Our American experiment thrives only if we are prepared to engage in open debate and to participate in interest-based negotiations, but the primary mission of Mitch McConnell and others, in the context of healthcare reform, is apparently to avoid open debate and to prevent interest-based negotiations. Why the secrecy?
Most Americans are concerned about the rising costs of healthcare, and many erroneously believe that these rising costs are a direct result of provisions in the Affordable Care Act (ACA). In a letter that I received last month, my Congressman addressed this erroneous belief:
Reports that the ACA alone has increased private healthcare costs are false. Insurance premiums were already on the rise, and annual increases of 8% before the ACA have been reduced to 5% — the average family would now be paying $3,600 more on their premium if not for the Affordable Care Act.
The ACA has had the effect of putting some downward pressure on healthcare costs by imposing new standards on insurers. However, the ACA does not directly address the other major drivers of costs: (1) hospital profits; (2) pharmaceutical company profits; and (3) medical device manufacturers’ profits.
Addressing these three drivers directly would require a great deal of political courage or, at least, more courage than is readily apparent on Capitol Hill. So, despite the great potential for cost reduction in healthcare, most of the debate to date has involved a different question: WHO PAYS? By channeling their debate in this way, lawmakers perpetuate the erroneous belief mentioned above – that rising costs are a direct result of provisions of the ACA. From here, it is only a short step to false narratives that connect rising costs to subsidies benefiting the less-deserving among us – those who do not look or think like us, or who do not live where we live. Among various constituencies, emotions heat up, and rational discussion ceases, because so many folks think of “subsidies” as something that benefits others, and not themselves.
When you file your tax returns, and you claim a deduction from your gross income, you are claiming an indirect subsidy from the U.S. Treasury. So, for example, if you are in the 28% tax bracket, and you claim a deduction for $10,000 in mortgage interest paid, you are permitted to keep $2,800 that you would otherwise owe to the IRS. To look at it another way, the U.S. Treasury has helped with your mortgage interest payment. Indirect subsidies, like the mortgage-interest deduction, are meant to incentivize behavior that the government seeks to promote. In the case of this particular deduction, the desired outcome is more home ownership by more Americans. The bizarre element, applicable to all tax deductions, is that those with the highest income receive the largest subsidy.

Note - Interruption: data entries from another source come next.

impl AuthorityConfig {
    #[must_use]
    pub fn new() -> Self {
        Self {
            token_issuer: DEFAULT_TOKEN_ISSUER.to_string(),
            access_token_ttl: Duration::seconds(DEFAULT_ACCESS_TOKEN_TTL_SECONDS),
            refresh_token_ttl: Duration::seconds(DEFAULT_REFRESH_TOKEN_TTL_SECONDS),
            session_max_lifetime: Duration::seconds(DEFAULT_SESSION_MAX_LIFETIME_SECONDS),
            refresh_retry_window: Duration::seconds(DEFAULT_REFRESH_RETRY_WINDOW_SECONDS),
            mfa_code_step_seconds: DEFAULT_MFA_CODE_STEP_SECONDS,
            mfa_code_skew_steps: DEFAULT_MFA_CODE_SKEW_STEPS,
            mfa_challenge_ttl: Duration::seconds(DEFAULT_MFA_CHALLENGE_TTL_SECONDS),
            step_up_policy: StepUpPolicy::new()
                .require("change_password", AssuranceLevel::MfaVerified)
                .require("delete_account", AssuranceLevel::MfaVerified),
            login_rate_limit: RateLimitPolicy {
                burst: 10,
                window: Duration::seconds(60),
            },
            refresh_rate_limit: RateLimitPolicy {
                burst: 30,
                window: Duration::seconds(60),
            },
            mfa_rate_limit: RateLimitPolicy {
                burst: 5,
                window: Duration::seconds(60),
            },
            backoff_base_ms: DEFAULT_BACKOFF_BASE_MS,
            backoff_max_ms: DEFAULT_BACKOFF_MAX_MS,
            lockout_threshold: DEFAULT_LOCKOUT_THRESHOLD,
            lockout_duration: Duration::seconds(DEFAULT_LOCKOUT_SECONDS),
            trusted_applications: BTreeSet::new(),
            trusted_federation_issuers: BTreeSet::new(),
            sso_cache_ttl: Duration::zero(),
            backend_timeout: std::time::Duration::from_millis(DEFAULT_BACKEND_TIMEOUT_MS),
        }
    }

    /// Reject configurations the authority cannot honor.
    ///
    /// # Errors
    /// Returns an error describing the first invalid setting.
    pub fn validate(&self) -> Result<()> {
        if self.access_token_ttl <= Duration::zero() {
            return Err(anyhow!("access token TTL must be positive"));
        }
        if self.refresh_token_ttl <= Duration::zero() {
            return Err(anyhow!("refresh token TTL must be positive"));
        }
        if self.session_max_lifetime < self.refresh_token_ttl {
            return Err(anyhow!(
                "session max lifetime must be at least the refresh token TTL"
            ));
        }
        if self.mfa_code_step_seconds == 0 {
            return Err(anyhow!("MFA code step must be positive"));
        }
        if self.mfa_code_skew_steps > 2 {
            return Err(anyhow!("MFA code skew must be at most 2 steps"));
        }
        if self.mfa_challenge_ttl <= Duration::zero() {
            return Err(anyhow!("MFA challenge TTL must be positive"));
        }
        if self.lockout_threshold == 0 {
            return Err(anyhow!("lockout threshold must be at least 1"));
        }
        if self.backoff_base_ms == 0 || self.backoff_max_ms < self.backoff_base_ms {
            return Err(anyhow!("backoff base must be positive and not above the cap"));
        }
        if self.backend_timeout.is_zero() {
            return Err(anyhow!("backend timeout must be positive"));
        }
        Ok(())
    }

    #[must_use]
    pub fn with_token_issuer(mut self, issuer: String) -> Self {
        self.token_issuer = issuer;
        self
    }

    #[must_use]
    pub fn with_access_token_ttl_seconds(mut self, seconds: i64) -> Self {
        self.access_token_ttl = Duration::seconds(seconds);
        self
    }

    #[must_use]
    pub fn with_refresh_token_ttl_seconds(mut self, seconds: i64) -> Self {
        self.refresh_token_ttl = Duration::seconds(seconds);
        self
    }

    #[must_use]
    pub fn with_session_max_lifetime_seconds(mut self, seconds: i64) -> Self {
        self.session_max_lifetime = Duration::seconds(seconds);
        self
    }

    #[must_use]
    pub fn with_refresh_retry_window_seconds(mut self, seconds: i64) -> Self {
        self.refresh_retry_window = Duration::seconds(seconds);
        self
    }

    #[must_use]
    pub fn with_mfa_code_step_seconds(mut self, seconds: u64) -> Self {
        self.mfa_code_step_seconds = seconds;
        self
    }

    #[must_use]
    pub fn with_mfa_code_skew_steps(mut self, steps: u8) -> Self {
        self.mfa_code_skew_steps = steps;
        self
    }

    #[must_use]
    pub fn with_mfa_challenge_ttl_seconds(mut self, seconds: i64) -> Self {
        self.mfa_challenge_ttl = Duration::seconds(seconds);
        self
    }

    #[must_use]
    pub fn with_step_up_policy(mut self, policy: StepUpPolicy) -> Self {
        self.step_up_policy = policy;
        self
    }

    #[must_use]
    pub fn with_rate_limit(mut self, operation: OperationClass, policy: RateLimitPolicy) -> Self {
        match operation {
            OperationClass::Login => self.login_rate_limit = policy,
            OperationClass::Refresh => self.refresh_rate_limit = policy,
            OperationClass::MfaAttempt => self.mfa_rate_limit = policy,
        }
        self
    }

    #[must_use]
    pub fn with_backoff_ms(mut self, base_ms: u64, max_ms: u64) -> Self {
        self.backoff_base_ms = base_ms;
        self.backoff_max_ms = max_ms;
        self
    }

    #[must_use]
    pub fn with_lockout(mut self, threshold: u32, seconds: i64) -> Self {
        self.lockout_threshold = threshold;
        self.lockout_duration = Duration::seconds(seconds);
        self
    }

    #[must_use]
    pub fn with_trusted_applications<I, S>(mut self, applications: I) -> Self
    where
        I: IntoIterator<Item = S>,
        S: Into<String>,
    {
        self.trusted_applications = applications.into_iter().map(Into::into).collect();
        self
    }

    #[must_use]
    pub fn with_trusted_federation_issuers<I, S>(mut self, issuers: I) -> Self
    where
        I: IntoIterator<Item = S>,
        S: Into<String>,
    {
        self.trusted_federation_issuers = issuers.into_iter().map(Into::into).collect();
        self
    }

    #[must_use]
    pub fn with_sso_cache_ttl_ms(mut self, millis: i64) -> Self {
        self.sso_cache_ttl = Duration::milliseconds(millis);
        self
    }

    #[must_use]
    pub fn with_backend_timeout_ms(mut self, millis: u64) -> Self {
        self.backend_timeout = std::time::Duration::from_millis(millis);
        self
    }

    #[must_use]
    pub fn token_issuer(&self) -> &str {
        &self.token_issuer
    }

    #[must_use]
    pub fn access_token_ttl(&self) -> Duration {
        self.access_token_ttl
    }

    #[must_use]
    pub fn refresh_token_ttl(&self) -> Duration {
        self.refresh_token_ttl
    }

    #[must_use]
    pub fn session_max_lifetime(&self) -> Duration {
        self.session_max_lifetime
    }

    #[must_use]
    pub fn refresh_retry_window(&self) -> Duration {
        self.refresh_retry_window
    }

    #[must_use]
    pub fn mfa_code_step_seconds(&self) -> u64 {
        self.mfa_code_step_seconds
    }

    #[must_use]
    pub fn mfa_code_skew_steps(&self) -> u8 {
        self.mfa_code_skew_steps
    }

    #[must_use]
    pub fn mfa_challenge_ttl(&self) -> Duration {
        self.mfa_challenge_ttl
    }

    #[must_use]
    pub fn step_up_policy(&self) -> &StepUpPolicy {
        &self.step_up_policy
    }

    #[must_use]
    pub fn rate_limit(&self, operation: OperationClass) -> RateLimitPolicy {
        match operation {
            OperationClass::Login => self.login_rate_limit,
            OperationClass::Refresh => self.refresh_rate_limit,
            OperationClass::MfaAttempt => self.mfa_rate_limit,
        }
    }

    #[must_use]
    pub fn backoff_base_ms(&self) -> u64 {
        self.backoff_base_ms
    }

    #[must_use]
    pub fn backoff_max_ms(&self) -> u64 {
        self.backoff_max_ms
    }

    #[must_use]
    pub fn lockout_threshold(&self) -> u32 {
        self.lockout_threshold
    }

    #[must_use]
    pub fn lockout_duration(&self) -> Duration {
        self.lockout_duration
    }

    /// Empty set means every application may observe sessions.
    #[must_use]
    pub fn application_trusted(&self, application_id: &str) -> bool {
        self.trusted_applications.is_empty() || self.trusted_applications.contains(application_id)
    }

    /// Empty set means assertions from any issuer are accepted.
    #[must_use]
    pub fn federation_issuer_trusted(&self, issuer: &str) -> bool {
        self.trusted_federation_issuers.is_empty()
            || self.trusted_federation_issuers.contains(issuer)
    }

    #[must_use]
    pub fn sso_cache_ttl(&self) -> Duration {
        self.sso_cache_ttl
    }

    #[must_use]
    pub fn backend_timeout(&self) -> std::time::Duration {
        self.backend_timeout
    }
}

Health insurance premiums work in essentially the same way, for tax purposes. If you are fortunate enough to have a salaried position with a company, and you receive health insurance coverage through your employer, the cost of those premiums is excluded from your gross income. In other words, you are receiving an indirect subsidy, from the U.S. Treasury, for your health insurance premiums. As your income rises, your subsidy increases. So, if you are a taxpayer with enough annual income to itemize deductions on your tax return, you may well be realizing more benefits from the U.S. Treasury than those who buy subsidized insurance on exchanges set up under the ACA.
CHANGE OF FOCUS
The ACA was enacted with three objectives in mind: (1) insure more Americans; (2) improve the efficiency of health care; and (3) reduce health care costs. The law has been reasonably successful in meeting the first two objectives. Sooner or later, Congress will need to tackle costs. This cannot be accomplished in a conversation over who pays.